Financial Modelling Framework

Introduction

This is a framework to iteratively build and use ‘project finance’ type financial models. It is an alternative to Excel, the dominant method.

It provides

The full source code is here

What is a financial model?

Why does this framework exist?

Excel is very good at building project finance type models. Above all, it is very flexible, which is well suited to the diverse project-finance type models.

That being said, there are reasons to look for alternative. These types of models can grow to be extremely complex, with hundreds of inputs, thousands of rows, and incomprehensible dependency graphs. The modelling community has adapted to this complexity by developing standards and conventions to minimize the problems caused. A few examples:

While these conventions are broadly effective, all of these impose structure on the workbook, but rely on the discipline of the modeller to maintain them. This removal of flexibility in exchange for simplicity and safety is typical of the maturity life-cycle of business process as patterns of common use emerge and complexity increases.

It is often at that stage of the life-cycle that software emerges that implements and enforces those conventions. This has not, to this point, happened for project finance modelling.
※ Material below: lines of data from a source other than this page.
pub mod minutes;
pub mod question;

pub use minutes::*;
pub use question::*;
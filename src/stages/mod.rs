pub mod driver;
pub mod minutes;
pub mod question;

pub use driver::*;
pub use minutes::*;
pub use question::*;
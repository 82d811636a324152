use anyhow::Result;
use async_trait::async_trait;
use tracing::{debug, info};

use crate::llm::{answer_prompt, category_prompt, parse_tags, tags_prompt, CompletionService};
use crate::models::QuestionRecord;
use crate::stages::{run_pipeline, PipelineStage};

/// Fallback question when none is supplied on the command line.
pub const DEFAULT_QUESTION: &str = "What is photosynthesis?";

/// Generate a free-form answer to the question.
pub struct GenerateAnswer;

#[async_trait]
impl PipelineStage<QuestionRecord> for GenerateAnswer {
    fn name(&self) -> &'static str {
        "generate_answer"
    }

    async fn run(
        &self,
        mut record: QuestionRecord,
        llm: &dyn CompletionService,
    ) -> Result<QuestionRecord> {
        let response = llm.complete(&answer_prompt(&record.question)).await?;
        debug!("Answer response: {}", response);

        record.answer = response.trim().to_string();
        Ok(record)
    }
}

/// Classify the question into a single-word category.
pub struct ClassifyQuestion;

#[async_trait]
impl PipelineStage<QuestionRecord> for ClassifyQuestion {
    fn name(&self) -> &'static str {
        "classify_question"
    }

    async fn run(
        &self,
        mut record: QuestionRecord,
        llm: &dyn CompletionService,
    ) -> Result<QuestionRecord> {
        let response = llm.complete(&category_prompt(&record.question)).await?;
        debug!("Category response: {}", response);

        record.category = response.trim().to_string();
        Ok(record)
    }
}

/// Generate weighted tags for the question.
pub struct GenerateTags;

#[async_trait]
impl PipelineStage<QuestionRecord> for GenerateTags {
    fn name(&self) -> &'static str {
        "generate_tags"
    }

    async fn run(
        &self,
        mut record: QuestionRecord,
        llm: &dyn CompletionService,
    ) -> Result<QuestionRecord> {
        let response = llm.complete(&tags_prompt(&record.question)).await?;
        debug!("Tags response: {}", response);

        record.tags = parse_tags(&response);
        info!("Parsed {} tags", record.tags.len());
        Ok(record)
    }
}

/// The question pipeline in execution order. The final aggregation is the
/// identity: all fields already coexist in the one record.
pub fn question_stages() -> Vec<Box<dyn PipelineStage<QuestionRecord>>> {
    vec![
        Box::new(GenerateAnswer),
        Box::new(ClassifyQuestion),
        Box::new(GenerateTags),
    ]
}

/// Run the full question pipeline over a single question.
pub async fn run_question(
    llm: &dyn CompletionService,
    question: impl Into<String>,
) -> Result<QuestionRecord> {
    run_pipeline(&question_stages(), QuestionRecord::new(question), llm).await
}

#[cfg(test)]
mod tests {
    use std::collections::VecDeque;
    use std::sync::Mutex;

    use super::*;
    use crate::models::WeightedTag;

    struct Scripted {
        responses: Mutex<VecDeque<&'static str>>,
    }

    impl Scripted {
        fn new(responses: &[&'static str]) -> Self {
            Self {
                responses: Mutex::new(responses.iter().copied().collect()),
            }
        }
    }

    #[async_trait]
    impl CompletionService for Scripted {
        async fn complete(&self, _prompt: &str) -> Result<String> {
            let mut responses = self.responses.lock().unwrap();
            responses
                .pop_front()
                .map(str::to_string)
                .ok_or_else(|| anyhow::anyhow!("scripted responses exhausted"))
        }
    }

    #[tokio::test]
    async fn test_question_pipeline_end_to_end() {
        let llm = Scripted::new(&[
            "Photosynthesis is how plants turn light into chemical energy.\n",
            "science",
            r#"{"tags": [{"tag": "plants", "weight": 0.9}, {"tag": "biology", "weight": 0.8}]}"#,
        ]);

        let record = run_question(&llm, DEFAULT_QUESTION).await.unwrap();

        assert_eq!(record.question, DEFAULT_QUESTION);
        assert_eq!(
            record.answer,
            "Photosynthesis is how plants turn light into chemical energy."
        );
        assert_eq!(record.category, "science");
        assert_eq!(record.tags.len(), 2);
        assert_eq!(record.tags[0], WeightedTag::new("plants", 0.9));
    }

    #[tokio::test]
    async fn test_question_pipeline_defaults_tags_on_bad_output() {
        let llm = Scripted::new(&[
            "An answer.",
            "general",
            "I am unable to produce tags right now.",
        ]);

        let record = run_question(&llm, "Anything?").await.unwrap();
        assert_eq!(record.tags, vec![WeightedTag::new("general", 1.0)]);
    }

    #[tokio::test]
    async fn test_question_record_serializes_for_dump() {
        let llm = Scripted::new(&[
            "An answer.",
            "science",
            r#"{"tags": [{"tag": "plants", "weight": 0.9}]}"#,
        ]);

        let record = run_question(&llm, "Q?").await.unwrap();
        let dump = serde_json::to_string_pretty(&record).unwrap();

        assert!(dump.contains("\"answer\""));
        assert!(dump.contains("\"category\""));
        assert!(dump.contains("\"tags\""));
    }
}
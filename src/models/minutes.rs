use serde::{Deserialize, Serialize};

/// Accumulating record for the minutes pipeline.
///
/// Each field is written by exactly one stage and never mutated afterward.
/// Stages take the record by value and hand back a new one with a single
/// additional field set, so there is no aliasing across stage boundaries.
#[derive(Debug, Clone, Default, Serialize)]
pub struct MinutesRecord {
    /// Raw meeting transcript, immutable once set.
    pub transcript: String,
    /// Attendee strings in "Name (Role)" form.
    pub attendees: Vec<String>,
    /// Key discussion points, one string per point.
    pub key_points: Vec<String>,
    /// Action items with their assignees.
    pub action_items: Vec<ActionItem>,
    /// Final formatted minutes document.
    pub minutes: String,
}

impl MinutesRecord {
    pub fn new(transcript: impl Into<String>) -> Self {
        Self {
            transcript: transcript.into(),
            ..Default::default()
        }
    }
}

/// A single action item; `assignee` is empty when nobody was named.
#[derive(Debug, Clone, PartialEq, Eq, Serialize, Deserialize)]
pub struct ActionItem {
    pub action: String,
    pub assignee: String,
}

impl ActionItem {
    pub fn new(action: impl Into<String>, assignee: impl Into<String>) -> Self {
        Self {
            action: action.into(),
            assignee: assignee.into(),
        }
    }
}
This program is an attempt to do that for this domain.

A Model is A Program

A model is, in effect, a program that creates a set of outputs. Every model is different, though (thanks to the conventions) created from largely homogeneous blocks. In this sense a modeller is more like a programmer than a ‘user’ of an application.

Following this analogy, a modeller doesn’t need a program to help them construct models - such a program would necessarily impose too many restrictions on what a user can and can’t do. They need an environment to create programs, in the same way that a software engineer uses an IDE.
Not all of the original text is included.